(Data excerpts)
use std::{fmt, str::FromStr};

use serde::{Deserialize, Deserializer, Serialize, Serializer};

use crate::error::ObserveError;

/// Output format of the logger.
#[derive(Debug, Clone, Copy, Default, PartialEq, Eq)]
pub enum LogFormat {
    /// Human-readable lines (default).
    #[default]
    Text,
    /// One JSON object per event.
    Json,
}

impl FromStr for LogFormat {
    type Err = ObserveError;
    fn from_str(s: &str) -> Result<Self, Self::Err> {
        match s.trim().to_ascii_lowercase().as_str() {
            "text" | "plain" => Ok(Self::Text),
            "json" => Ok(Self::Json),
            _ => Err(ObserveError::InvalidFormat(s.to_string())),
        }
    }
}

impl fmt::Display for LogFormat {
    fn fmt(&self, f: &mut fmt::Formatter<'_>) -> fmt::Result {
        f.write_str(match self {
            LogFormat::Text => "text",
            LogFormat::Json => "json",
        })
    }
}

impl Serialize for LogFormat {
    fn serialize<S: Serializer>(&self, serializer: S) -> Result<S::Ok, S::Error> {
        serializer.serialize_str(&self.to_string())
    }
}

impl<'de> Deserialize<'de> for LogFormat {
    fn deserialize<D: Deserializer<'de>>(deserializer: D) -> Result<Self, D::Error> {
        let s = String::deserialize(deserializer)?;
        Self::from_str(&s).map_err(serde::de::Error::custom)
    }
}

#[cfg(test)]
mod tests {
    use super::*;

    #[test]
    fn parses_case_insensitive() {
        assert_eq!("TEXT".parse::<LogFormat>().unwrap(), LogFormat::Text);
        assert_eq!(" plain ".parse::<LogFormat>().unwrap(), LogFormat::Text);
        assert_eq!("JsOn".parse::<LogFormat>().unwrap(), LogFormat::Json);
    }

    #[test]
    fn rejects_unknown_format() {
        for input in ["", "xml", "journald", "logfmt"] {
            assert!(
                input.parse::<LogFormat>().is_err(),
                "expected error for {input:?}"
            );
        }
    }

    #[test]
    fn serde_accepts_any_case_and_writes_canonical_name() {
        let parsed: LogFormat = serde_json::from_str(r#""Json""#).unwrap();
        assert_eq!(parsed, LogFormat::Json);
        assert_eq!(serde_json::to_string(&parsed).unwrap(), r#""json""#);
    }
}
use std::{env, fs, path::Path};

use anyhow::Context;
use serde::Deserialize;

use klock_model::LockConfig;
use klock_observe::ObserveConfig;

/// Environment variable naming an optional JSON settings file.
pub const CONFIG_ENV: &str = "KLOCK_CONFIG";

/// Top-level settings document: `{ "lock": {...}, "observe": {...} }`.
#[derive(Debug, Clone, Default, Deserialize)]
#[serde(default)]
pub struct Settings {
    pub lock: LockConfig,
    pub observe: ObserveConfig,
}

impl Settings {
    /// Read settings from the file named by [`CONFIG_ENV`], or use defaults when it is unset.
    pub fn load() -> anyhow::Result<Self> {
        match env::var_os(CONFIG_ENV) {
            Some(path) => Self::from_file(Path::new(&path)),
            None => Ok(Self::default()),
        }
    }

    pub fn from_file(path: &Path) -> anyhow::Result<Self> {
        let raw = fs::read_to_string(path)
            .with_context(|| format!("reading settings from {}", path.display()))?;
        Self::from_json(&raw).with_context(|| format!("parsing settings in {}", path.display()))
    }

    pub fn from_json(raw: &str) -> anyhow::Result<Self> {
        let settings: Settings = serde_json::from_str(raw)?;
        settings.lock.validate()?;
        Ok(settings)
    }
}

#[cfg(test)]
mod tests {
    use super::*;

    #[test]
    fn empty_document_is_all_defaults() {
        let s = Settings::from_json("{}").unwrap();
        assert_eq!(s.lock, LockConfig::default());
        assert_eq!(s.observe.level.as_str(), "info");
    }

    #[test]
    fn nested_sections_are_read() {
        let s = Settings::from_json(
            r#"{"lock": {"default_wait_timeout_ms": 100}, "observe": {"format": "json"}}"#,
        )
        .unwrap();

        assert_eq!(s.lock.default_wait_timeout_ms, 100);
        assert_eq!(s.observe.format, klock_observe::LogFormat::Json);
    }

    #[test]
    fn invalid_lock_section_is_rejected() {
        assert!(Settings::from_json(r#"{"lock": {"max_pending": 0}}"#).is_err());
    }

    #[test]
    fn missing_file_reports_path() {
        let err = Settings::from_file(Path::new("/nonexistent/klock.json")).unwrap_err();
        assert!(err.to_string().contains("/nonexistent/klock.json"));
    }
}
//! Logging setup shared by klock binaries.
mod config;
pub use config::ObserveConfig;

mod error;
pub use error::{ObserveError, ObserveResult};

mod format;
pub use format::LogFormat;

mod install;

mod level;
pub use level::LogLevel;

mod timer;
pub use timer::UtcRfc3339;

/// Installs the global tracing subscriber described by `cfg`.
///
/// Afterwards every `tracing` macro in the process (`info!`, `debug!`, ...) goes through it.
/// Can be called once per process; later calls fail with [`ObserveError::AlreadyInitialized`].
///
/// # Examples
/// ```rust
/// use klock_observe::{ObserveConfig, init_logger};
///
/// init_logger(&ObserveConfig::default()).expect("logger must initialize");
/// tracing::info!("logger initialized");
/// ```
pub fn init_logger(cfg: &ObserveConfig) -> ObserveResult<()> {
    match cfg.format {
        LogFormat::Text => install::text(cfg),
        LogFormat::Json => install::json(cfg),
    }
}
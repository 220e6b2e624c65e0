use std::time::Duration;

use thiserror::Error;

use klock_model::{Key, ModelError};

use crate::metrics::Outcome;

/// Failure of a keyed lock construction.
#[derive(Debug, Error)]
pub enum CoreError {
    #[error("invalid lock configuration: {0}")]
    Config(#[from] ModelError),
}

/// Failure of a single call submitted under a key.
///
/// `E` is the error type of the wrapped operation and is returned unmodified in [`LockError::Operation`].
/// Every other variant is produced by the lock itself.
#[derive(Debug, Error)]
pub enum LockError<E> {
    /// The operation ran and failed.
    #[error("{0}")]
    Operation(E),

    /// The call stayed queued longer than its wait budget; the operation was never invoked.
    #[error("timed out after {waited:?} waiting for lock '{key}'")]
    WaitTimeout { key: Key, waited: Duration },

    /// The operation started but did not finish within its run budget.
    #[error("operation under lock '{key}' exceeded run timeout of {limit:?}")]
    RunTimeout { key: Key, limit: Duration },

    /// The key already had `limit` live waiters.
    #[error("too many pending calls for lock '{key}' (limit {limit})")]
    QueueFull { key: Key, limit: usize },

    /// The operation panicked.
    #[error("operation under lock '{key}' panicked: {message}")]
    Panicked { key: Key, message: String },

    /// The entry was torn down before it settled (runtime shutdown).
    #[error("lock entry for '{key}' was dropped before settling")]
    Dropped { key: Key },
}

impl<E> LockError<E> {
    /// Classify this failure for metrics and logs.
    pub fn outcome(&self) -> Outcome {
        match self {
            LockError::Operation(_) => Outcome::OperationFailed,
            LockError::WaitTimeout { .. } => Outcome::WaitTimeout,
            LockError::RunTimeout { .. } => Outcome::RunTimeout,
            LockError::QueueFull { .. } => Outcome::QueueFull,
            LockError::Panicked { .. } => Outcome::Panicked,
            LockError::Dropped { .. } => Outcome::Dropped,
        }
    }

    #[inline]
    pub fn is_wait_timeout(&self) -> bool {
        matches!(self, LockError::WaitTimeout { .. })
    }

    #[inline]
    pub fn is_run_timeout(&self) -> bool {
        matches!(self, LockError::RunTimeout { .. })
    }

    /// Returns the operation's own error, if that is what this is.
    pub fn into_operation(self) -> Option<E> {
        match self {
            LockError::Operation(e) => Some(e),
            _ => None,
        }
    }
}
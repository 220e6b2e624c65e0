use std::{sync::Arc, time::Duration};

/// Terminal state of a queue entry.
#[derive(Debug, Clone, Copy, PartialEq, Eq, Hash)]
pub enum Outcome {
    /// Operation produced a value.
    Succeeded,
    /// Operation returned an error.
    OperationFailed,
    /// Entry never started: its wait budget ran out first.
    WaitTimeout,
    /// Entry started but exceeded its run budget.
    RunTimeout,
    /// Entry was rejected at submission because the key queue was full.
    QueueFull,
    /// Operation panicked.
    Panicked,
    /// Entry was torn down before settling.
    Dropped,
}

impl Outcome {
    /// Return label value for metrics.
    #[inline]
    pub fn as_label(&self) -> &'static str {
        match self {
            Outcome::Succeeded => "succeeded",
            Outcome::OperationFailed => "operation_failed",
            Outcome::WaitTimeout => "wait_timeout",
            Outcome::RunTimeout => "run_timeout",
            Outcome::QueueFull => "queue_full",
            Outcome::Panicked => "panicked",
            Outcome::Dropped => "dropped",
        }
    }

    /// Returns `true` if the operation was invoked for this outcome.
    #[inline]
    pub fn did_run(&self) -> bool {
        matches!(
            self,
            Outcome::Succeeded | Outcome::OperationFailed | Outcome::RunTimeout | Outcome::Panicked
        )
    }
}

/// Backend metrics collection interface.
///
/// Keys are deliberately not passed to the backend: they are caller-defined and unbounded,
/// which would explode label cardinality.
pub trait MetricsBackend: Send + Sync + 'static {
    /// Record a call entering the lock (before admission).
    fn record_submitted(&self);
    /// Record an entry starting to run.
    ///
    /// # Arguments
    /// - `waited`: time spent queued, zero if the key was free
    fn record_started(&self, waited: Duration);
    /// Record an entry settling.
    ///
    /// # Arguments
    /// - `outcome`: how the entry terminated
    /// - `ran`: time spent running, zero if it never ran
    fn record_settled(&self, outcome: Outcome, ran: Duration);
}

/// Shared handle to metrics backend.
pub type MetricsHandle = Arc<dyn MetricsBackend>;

==

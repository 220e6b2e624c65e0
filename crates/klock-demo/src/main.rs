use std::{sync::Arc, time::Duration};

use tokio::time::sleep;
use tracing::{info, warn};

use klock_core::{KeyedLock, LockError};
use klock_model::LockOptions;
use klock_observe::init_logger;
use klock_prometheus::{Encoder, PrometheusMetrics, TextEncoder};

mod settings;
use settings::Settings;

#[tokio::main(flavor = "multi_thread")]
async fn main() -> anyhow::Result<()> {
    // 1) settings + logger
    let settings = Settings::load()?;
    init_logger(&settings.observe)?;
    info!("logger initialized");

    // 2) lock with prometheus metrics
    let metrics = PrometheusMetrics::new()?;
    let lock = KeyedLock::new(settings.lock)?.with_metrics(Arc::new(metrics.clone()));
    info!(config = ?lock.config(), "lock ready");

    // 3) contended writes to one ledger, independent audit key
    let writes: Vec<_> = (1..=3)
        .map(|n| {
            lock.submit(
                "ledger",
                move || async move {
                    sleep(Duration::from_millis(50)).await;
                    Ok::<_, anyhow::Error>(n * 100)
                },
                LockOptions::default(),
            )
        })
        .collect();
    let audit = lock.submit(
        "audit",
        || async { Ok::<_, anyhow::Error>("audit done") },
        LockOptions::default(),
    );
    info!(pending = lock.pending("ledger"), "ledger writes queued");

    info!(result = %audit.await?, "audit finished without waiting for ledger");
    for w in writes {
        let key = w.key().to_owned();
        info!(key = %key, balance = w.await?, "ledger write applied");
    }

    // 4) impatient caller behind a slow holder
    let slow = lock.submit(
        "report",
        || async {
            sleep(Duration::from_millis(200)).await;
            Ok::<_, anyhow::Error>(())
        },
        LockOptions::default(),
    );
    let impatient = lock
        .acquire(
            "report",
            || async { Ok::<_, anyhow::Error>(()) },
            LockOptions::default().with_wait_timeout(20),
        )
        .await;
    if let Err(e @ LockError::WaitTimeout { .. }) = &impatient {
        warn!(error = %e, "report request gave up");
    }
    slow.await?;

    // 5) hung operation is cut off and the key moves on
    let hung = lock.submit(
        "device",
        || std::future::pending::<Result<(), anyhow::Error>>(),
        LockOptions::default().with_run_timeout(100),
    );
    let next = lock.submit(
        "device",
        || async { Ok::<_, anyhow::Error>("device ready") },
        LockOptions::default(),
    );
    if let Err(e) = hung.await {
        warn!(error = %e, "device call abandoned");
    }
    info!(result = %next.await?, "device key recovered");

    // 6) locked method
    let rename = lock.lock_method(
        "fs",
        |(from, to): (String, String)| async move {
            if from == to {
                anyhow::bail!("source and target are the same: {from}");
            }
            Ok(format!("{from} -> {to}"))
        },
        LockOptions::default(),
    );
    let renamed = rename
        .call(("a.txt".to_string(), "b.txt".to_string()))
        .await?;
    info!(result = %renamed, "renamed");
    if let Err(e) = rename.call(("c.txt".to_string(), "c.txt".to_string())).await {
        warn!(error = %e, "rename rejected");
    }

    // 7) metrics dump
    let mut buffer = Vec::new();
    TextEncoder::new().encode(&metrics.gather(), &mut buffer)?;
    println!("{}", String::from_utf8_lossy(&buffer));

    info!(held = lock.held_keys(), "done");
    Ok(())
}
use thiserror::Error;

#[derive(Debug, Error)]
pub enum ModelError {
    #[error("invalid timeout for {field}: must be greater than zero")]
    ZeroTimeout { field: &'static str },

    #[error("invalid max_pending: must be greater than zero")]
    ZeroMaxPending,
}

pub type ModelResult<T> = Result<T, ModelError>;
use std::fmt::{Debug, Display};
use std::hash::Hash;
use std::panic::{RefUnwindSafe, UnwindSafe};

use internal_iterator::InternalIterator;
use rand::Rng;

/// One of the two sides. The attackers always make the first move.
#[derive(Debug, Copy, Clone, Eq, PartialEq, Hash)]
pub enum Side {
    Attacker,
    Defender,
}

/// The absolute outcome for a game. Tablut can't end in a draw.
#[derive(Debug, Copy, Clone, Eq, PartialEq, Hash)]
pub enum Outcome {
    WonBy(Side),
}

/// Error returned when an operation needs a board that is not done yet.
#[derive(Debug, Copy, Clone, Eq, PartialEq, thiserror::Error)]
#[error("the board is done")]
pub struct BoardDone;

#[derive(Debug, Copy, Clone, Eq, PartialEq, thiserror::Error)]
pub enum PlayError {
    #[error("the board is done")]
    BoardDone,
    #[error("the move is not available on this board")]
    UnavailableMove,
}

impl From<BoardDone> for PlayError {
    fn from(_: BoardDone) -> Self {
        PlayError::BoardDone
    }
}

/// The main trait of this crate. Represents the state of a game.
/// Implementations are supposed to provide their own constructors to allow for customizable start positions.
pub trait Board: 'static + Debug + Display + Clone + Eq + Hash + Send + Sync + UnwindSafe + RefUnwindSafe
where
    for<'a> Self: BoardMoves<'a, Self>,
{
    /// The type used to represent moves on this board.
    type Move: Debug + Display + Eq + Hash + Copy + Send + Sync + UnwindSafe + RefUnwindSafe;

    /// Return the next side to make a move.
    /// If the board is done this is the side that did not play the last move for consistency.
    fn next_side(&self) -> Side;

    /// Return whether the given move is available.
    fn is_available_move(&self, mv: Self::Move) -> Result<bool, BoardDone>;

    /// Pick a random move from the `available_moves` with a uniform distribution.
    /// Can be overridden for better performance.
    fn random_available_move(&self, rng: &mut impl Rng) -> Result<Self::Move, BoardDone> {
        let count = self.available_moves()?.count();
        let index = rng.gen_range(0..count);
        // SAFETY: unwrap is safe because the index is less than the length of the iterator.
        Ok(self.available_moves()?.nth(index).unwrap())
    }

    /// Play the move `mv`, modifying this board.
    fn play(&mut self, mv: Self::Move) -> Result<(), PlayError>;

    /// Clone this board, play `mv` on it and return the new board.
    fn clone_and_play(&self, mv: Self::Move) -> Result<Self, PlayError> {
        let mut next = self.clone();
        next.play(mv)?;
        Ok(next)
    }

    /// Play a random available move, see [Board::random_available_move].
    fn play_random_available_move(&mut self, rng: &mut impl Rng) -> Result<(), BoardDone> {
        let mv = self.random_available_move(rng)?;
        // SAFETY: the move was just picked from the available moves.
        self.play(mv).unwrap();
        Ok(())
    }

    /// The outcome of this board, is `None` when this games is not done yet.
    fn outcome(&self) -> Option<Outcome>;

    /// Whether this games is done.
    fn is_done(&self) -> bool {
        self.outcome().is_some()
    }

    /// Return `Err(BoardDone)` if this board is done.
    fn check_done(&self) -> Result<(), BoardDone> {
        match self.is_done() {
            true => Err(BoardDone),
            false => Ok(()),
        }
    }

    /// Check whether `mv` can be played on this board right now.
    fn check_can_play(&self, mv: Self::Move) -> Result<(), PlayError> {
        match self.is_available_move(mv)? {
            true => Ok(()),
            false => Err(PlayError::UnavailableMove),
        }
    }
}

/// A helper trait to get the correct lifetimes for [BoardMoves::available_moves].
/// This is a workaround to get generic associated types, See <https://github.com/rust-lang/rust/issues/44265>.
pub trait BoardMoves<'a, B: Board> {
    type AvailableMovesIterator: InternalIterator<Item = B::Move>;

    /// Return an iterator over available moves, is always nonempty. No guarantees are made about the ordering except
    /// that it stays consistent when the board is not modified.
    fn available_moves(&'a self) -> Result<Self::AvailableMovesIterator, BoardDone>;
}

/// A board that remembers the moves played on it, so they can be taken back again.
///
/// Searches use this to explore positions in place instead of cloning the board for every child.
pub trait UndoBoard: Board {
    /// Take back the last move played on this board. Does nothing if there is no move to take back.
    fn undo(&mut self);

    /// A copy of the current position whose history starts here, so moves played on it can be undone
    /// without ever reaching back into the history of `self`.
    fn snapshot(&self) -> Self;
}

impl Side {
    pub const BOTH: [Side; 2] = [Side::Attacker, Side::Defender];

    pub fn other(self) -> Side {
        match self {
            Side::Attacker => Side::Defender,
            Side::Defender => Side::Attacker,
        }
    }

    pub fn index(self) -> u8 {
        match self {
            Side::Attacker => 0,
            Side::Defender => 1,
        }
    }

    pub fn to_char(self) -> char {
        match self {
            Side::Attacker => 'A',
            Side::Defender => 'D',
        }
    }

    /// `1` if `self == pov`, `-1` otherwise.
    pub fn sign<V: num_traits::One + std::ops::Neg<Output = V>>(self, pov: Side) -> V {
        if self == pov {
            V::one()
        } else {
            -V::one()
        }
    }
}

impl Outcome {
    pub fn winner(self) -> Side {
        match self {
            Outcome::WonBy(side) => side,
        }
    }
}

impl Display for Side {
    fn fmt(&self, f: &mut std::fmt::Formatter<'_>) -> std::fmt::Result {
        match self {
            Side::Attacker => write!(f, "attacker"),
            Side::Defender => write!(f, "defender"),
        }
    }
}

→ Task objective
Among the preceding records, how many lines include the word "field"? Reply with the number only.

→ Answer section
2